*** Data supplied ***

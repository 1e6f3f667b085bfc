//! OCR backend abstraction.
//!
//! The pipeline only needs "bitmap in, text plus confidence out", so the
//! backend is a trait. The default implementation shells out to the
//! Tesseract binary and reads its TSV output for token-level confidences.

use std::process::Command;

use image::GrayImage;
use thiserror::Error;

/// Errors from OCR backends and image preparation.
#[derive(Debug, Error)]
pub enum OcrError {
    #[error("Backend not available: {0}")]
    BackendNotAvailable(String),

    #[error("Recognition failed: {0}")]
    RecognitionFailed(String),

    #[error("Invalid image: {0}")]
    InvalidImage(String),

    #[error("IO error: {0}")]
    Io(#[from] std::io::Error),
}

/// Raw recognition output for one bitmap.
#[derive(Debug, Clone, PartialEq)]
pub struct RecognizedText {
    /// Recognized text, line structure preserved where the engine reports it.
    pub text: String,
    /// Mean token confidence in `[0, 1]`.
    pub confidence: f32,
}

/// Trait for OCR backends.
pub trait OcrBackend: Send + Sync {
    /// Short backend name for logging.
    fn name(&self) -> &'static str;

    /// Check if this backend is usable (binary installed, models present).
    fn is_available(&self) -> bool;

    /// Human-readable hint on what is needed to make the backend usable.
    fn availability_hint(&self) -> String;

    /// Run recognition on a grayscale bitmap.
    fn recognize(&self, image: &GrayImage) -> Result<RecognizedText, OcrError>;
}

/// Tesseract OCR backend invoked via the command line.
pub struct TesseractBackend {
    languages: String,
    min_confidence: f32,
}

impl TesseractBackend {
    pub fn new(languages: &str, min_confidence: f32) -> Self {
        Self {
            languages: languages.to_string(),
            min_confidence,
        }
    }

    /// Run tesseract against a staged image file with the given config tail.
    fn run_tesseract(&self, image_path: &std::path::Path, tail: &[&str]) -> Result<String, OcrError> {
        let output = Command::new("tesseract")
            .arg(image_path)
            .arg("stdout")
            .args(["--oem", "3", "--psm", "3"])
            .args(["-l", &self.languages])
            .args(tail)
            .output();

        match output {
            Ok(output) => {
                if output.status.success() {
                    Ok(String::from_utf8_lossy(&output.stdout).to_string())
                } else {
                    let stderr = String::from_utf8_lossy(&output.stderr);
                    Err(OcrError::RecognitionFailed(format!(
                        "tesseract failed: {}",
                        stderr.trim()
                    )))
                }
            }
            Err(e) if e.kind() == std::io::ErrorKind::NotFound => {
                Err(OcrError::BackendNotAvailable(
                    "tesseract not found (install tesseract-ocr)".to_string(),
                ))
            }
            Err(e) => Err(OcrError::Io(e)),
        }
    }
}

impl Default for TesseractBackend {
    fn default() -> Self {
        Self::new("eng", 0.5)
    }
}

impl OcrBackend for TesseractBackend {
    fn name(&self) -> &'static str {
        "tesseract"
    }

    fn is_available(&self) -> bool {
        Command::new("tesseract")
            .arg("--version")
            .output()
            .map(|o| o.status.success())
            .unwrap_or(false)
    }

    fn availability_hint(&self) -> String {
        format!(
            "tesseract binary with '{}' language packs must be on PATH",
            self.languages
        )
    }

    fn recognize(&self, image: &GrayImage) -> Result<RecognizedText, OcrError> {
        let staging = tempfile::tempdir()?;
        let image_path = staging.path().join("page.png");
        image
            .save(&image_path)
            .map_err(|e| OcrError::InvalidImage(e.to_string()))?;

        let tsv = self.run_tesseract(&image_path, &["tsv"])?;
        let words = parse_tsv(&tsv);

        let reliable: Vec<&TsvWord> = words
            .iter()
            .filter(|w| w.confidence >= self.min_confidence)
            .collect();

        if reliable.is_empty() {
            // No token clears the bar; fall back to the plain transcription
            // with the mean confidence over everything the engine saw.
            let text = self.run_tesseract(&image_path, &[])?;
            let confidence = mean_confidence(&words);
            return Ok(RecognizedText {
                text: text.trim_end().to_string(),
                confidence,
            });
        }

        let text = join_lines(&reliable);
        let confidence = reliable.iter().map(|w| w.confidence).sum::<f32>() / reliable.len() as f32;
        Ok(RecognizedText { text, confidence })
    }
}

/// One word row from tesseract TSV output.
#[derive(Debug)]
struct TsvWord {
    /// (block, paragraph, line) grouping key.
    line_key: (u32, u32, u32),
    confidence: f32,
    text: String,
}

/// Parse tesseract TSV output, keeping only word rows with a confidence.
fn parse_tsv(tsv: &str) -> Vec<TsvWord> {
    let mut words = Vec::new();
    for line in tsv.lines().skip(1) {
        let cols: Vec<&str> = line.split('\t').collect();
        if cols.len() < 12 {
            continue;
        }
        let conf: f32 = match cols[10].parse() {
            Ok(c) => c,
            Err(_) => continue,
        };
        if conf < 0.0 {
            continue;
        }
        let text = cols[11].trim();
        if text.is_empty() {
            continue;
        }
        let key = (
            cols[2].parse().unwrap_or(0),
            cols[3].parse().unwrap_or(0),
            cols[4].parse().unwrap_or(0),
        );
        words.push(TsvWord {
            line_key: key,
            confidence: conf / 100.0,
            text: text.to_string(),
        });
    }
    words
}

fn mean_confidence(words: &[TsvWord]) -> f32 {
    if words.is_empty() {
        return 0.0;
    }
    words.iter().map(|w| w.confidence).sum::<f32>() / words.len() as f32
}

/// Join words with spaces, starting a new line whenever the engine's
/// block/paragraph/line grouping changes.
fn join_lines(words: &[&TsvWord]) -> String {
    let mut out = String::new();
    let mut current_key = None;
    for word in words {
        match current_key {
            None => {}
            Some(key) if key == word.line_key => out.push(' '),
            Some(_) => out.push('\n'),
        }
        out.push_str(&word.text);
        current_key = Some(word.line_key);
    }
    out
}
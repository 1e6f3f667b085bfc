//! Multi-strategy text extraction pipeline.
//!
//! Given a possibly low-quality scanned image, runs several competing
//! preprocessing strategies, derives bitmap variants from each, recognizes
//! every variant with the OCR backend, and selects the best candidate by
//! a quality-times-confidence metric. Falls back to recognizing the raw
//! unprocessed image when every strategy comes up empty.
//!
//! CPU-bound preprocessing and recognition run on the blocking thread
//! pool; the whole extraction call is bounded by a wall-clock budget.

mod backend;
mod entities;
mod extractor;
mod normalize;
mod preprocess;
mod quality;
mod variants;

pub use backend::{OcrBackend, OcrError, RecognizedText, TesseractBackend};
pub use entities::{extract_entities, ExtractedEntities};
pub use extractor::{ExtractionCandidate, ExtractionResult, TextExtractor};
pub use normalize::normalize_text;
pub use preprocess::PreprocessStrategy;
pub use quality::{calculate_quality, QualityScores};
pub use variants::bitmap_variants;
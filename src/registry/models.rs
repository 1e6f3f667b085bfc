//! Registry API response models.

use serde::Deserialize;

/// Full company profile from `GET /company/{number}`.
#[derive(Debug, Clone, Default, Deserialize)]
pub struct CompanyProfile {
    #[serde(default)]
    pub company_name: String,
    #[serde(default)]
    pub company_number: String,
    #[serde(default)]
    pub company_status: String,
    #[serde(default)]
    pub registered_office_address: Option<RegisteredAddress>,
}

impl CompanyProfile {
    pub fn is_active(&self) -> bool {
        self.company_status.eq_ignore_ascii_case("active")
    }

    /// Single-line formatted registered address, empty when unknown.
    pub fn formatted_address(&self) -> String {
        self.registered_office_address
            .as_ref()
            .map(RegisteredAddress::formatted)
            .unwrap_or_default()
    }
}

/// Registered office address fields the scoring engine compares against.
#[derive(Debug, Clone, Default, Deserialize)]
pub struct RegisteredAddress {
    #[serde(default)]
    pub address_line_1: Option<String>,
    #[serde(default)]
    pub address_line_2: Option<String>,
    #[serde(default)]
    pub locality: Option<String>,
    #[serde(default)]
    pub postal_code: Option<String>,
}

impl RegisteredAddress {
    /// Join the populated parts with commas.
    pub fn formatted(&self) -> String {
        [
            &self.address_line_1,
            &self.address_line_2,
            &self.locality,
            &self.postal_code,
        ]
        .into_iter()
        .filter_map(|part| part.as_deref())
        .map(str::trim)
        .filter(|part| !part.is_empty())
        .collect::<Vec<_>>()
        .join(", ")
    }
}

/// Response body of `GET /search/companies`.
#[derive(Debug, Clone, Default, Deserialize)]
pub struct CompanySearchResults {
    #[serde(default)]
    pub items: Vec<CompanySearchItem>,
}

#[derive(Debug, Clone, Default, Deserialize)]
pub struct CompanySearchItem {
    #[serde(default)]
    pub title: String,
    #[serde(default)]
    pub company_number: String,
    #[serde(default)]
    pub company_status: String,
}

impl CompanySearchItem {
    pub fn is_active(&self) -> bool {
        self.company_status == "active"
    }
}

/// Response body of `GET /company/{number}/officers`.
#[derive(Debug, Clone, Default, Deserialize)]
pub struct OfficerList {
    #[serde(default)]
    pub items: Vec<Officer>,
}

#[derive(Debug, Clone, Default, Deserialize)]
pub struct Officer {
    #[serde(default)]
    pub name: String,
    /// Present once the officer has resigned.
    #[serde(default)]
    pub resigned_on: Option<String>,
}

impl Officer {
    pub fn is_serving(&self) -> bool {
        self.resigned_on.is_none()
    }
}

*** End of Data supplied ***
*** Data supplied ***

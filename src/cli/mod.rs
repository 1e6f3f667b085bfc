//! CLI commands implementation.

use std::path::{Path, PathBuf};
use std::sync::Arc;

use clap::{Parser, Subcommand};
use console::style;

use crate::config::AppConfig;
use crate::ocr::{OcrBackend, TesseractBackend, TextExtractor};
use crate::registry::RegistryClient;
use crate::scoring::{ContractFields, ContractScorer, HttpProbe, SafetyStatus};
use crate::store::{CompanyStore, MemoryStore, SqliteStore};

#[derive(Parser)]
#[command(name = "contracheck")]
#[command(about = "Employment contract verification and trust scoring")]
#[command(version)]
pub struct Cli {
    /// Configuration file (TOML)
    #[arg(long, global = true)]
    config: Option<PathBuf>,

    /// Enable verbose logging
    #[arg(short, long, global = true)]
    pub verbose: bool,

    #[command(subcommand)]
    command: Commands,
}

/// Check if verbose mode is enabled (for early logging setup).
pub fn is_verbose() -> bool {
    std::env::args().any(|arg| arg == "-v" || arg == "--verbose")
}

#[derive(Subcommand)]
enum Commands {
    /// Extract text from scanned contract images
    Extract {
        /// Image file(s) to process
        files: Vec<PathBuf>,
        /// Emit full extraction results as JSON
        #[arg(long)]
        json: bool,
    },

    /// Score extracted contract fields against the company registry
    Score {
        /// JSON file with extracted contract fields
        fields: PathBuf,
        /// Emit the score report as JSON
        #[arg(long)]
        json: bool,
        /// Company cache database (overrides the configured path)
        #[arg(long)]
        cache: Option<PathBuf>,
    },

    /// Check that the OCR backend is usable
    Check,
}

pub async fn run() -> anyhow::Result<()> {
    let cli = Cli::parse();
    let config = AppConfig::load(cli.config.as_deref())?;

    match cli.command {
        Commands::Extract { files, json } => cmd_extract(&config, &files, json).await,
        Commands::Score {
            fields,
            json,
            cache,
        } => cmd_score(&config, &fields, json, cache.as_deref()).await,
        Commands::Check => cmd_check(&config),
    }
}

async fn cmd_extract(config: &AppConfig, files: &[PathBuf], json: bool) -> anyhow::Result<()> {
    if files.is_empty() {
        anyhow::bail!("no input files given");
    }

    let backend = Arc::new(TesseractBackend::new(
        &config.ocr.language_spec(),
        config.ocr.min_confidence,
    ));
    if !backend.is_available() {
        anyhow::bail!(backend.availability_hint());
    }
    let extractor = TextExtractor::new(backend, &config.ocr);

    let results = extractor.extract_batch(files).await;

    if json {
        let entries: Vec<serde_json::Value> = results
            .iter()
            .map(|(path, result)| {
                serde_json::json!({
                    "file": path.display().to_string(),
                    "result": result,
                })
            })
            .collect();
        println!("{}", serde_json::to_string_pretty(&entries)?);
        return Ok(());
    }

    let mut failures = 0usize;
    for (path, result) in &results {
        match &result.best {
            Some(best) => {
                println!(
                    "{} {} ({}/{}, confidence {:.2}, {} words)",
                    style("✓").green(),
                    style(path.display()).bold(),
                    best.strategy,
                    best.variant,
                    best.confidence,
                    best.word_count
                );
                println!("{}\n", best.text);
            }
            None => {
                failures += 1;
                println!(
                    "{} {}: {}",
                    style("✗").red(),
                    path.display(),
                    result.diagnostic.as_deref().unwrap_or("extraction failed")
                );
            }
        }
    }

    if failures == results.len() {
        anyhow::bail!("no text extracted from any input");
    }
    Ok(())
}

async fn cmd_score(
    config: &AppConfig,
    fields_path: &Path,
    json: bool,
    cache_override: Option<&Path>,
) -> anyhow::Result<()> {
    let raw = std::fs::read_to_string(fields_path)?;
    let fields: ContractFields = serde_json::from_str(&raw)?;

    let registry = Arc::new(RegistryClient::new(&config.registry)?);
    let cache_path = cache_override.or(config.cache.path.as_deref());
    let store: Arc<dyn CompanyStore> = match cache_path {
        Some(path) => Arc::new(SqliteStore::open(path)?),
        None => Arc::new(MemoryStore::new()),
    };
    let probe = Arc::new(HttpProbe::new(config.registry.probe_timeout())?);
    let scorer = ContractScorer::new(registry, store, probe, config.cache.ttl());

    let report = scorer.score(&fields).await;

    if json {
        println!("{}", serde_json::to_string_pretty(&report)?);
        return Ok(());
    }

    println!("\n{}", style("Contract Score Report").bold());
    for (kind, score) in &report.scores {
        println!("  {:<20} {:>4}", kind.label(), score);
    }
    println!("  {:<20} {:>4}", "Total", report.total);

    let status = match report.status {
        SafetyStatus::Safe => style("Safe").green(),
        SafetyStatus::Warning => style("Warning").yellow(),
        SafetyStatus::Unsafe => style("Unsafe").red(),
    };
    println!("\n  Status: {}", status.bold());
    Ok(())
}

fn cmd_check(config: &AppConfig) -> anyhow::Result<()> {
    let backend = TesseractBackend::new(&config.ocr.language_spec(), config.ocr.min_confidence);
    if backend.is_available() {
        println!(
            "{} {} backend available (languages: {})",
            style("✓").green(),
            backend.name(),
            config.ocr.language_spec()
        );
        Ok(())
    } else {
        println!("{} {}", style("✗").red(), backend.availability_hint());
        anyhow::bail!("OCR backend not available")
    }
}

*** End of Data supplied ***
*** Data supplied ***

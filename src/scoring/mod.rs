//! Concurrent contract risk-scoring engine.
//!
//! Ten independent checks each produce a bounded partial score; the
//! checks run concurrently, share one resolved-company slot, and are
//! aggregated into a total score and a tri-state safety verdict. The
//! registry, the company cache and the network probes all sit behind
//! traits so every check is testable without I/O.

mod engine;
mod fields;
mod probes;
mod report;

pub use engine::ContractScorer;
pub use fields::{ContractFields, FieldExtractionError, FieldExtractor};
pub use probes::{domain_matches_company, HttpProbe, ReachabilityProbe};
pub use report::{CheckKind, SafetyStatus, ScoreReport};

*** End of Data supplied ***

What you are asked to do: Write out exactly the lines that fall from the line with "#[command(version)]" to the line with "let cli = Cli::parse();" in the records above, keeping both ends.

Written solution:
#[command(version)]
pub struct Cli {
    /// Configuration file (TOML)
    #[arg(long, global = true)]
    config: Option<PathBuf>,

    /// Enable verbose logging
    #[arg(short, long, global = true)]
    pub verbose: bool,

    #[command(subcommand)]
    command: Commands,
}

/// Check if verbose mode is enabled (for early logging setup).
pub fn is_verbose() -> bool {
    std::env::args().any(|arg| arg == "-v" || arg == "--verbose")
}

#[derive(Subcommand)]
enum Commands {
    /// Extract text from scanned contract images
    Extract {
        /// Image file(s) to process
        files: Vec<PathBuf>,
        /// Emit full extraction results as JSON
        #[arg(long)]
        json: bool,
    },

    /// Score extracted contract fields against the company registry
    Score {
        /// JSON file with extracted contract fields
        fields: PathBuf,
        /// Emit the score report as JSON
        #[arg(long)]
        json: bool,
        /// Company cache database (overrides the configured path)
        #[arg(long)]
        cache: Option<PathBuf>,
    },

    /// Check that the OCR backend is usable
    Check,
}

pub async fn run() -> anyhow::Result<()> {
    let cli = Cli::parse();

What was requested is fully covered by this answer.